## PROBLEM TO SOLVE:
How many of the lines below have "produced" in them? Say the number and nothing more.

(Stored items)

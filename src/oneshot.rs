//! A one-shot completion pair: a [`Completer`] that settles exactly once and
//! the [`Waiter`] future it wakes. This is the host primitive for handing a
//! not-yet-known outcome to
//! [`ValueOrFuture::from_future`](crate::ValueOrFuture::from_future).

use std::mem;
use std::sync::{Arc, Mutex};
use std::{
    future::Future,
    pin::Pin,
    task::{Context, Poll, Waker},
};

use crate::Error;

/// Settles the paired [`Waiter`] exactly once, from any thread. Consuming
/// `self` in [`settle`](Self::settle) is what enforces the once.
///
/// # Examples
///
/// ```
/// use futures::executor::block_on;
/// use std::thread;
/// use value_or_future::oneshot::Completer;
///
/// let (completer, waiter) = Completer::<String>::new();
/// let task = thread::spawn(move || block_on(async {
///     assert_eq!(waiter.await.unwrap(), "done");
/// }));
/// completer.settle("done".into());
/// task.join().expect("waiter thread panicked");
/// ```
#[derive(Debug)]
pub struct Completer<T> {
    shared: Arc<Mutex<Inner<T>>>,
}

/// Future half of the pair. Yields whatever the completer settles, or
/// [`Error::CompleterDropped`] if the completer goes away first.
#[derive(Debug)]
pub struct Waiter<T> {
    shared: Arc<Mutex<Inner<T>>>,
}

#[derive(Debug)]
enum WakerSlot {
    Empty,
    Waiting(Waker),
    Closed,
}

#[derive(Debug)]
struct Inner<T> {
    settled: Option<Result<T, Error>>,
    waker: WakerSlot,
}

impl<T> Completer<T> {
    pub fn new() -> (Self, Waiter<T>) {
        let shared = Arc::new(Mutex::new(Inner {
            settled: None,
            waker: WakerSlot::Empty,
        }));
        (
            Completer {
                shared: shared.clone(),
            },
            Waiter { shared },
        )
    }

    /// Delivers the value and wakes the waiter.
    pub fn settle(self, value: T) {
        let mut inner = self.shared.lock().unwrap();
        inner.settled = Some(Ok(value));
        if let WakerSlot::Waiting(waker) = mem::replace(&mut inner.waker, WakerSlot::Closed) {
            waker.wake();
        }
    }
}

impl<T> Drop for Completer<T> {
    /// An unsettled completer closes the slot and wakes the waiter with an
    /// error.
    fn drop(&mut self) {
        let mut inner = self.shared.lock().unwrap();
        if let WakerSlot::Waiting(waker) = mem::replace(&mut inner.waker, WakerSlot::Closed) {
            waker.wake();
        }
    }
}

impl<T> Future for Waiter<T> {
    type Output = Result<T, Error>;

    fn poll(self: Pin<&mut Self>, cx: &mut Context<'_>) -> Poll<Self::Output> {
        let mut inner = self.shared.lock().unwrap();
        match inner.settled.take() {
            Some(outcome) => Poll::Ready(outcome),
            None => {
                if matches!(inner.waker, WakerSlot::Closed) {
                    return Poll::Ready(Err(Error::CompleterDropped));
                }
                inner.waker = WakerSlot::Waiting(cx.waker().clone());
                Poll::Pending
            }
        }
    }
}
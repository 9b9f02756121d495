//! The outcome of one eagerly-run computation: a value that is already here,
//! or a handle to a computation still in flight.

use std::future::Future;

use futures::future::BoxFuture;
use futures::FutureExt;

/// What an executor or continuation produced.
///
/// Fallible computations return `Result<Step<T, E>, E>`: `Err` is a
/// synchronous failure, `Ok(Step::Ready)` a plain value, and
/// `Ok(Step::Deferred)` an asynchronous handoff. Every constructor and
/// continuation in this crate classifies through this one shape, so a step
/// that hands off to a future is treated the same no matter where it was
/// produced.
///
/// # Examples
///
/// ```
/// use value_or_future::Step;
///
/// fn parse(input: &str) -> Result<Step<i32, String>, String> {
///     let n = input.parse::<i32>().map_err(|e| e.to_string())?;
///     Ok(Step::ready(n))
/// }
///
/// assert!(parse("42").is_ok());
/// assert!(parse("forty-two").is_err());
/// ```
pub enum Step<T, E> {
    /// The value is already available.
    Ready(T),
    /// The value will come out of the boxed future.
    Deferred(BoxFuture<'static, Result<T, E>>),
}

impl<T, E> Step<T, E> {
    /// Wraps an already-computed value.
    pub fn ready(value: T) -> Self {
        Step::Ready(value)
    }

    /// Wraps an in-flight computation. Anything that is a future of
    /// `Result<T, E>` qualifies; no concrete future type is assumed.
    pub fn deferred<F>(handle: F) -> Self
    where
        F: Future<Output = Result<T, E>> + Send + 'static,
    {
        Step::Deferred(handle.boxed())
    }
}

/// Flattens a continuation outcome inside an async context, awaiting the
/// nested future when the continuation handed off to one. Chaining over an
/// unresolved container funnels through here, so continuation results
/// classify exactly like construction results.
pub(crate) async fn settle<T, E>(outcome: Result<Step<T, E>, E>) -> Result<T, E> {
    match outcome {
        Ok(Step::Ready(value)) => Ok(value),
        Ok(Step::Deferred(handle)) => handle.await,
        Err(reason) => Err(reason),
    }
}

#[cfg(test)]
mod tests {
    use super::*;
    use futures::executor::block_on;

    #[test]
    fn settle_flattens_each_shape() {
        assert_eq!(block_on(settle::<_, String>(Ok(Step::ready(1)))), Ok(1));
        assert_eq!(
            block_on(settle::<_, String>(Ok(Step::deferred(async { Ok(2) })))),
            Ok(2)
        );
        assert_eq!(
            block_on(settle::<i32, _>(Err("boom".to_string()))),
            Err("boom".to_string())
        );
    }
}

## COMPLETED TASK:
2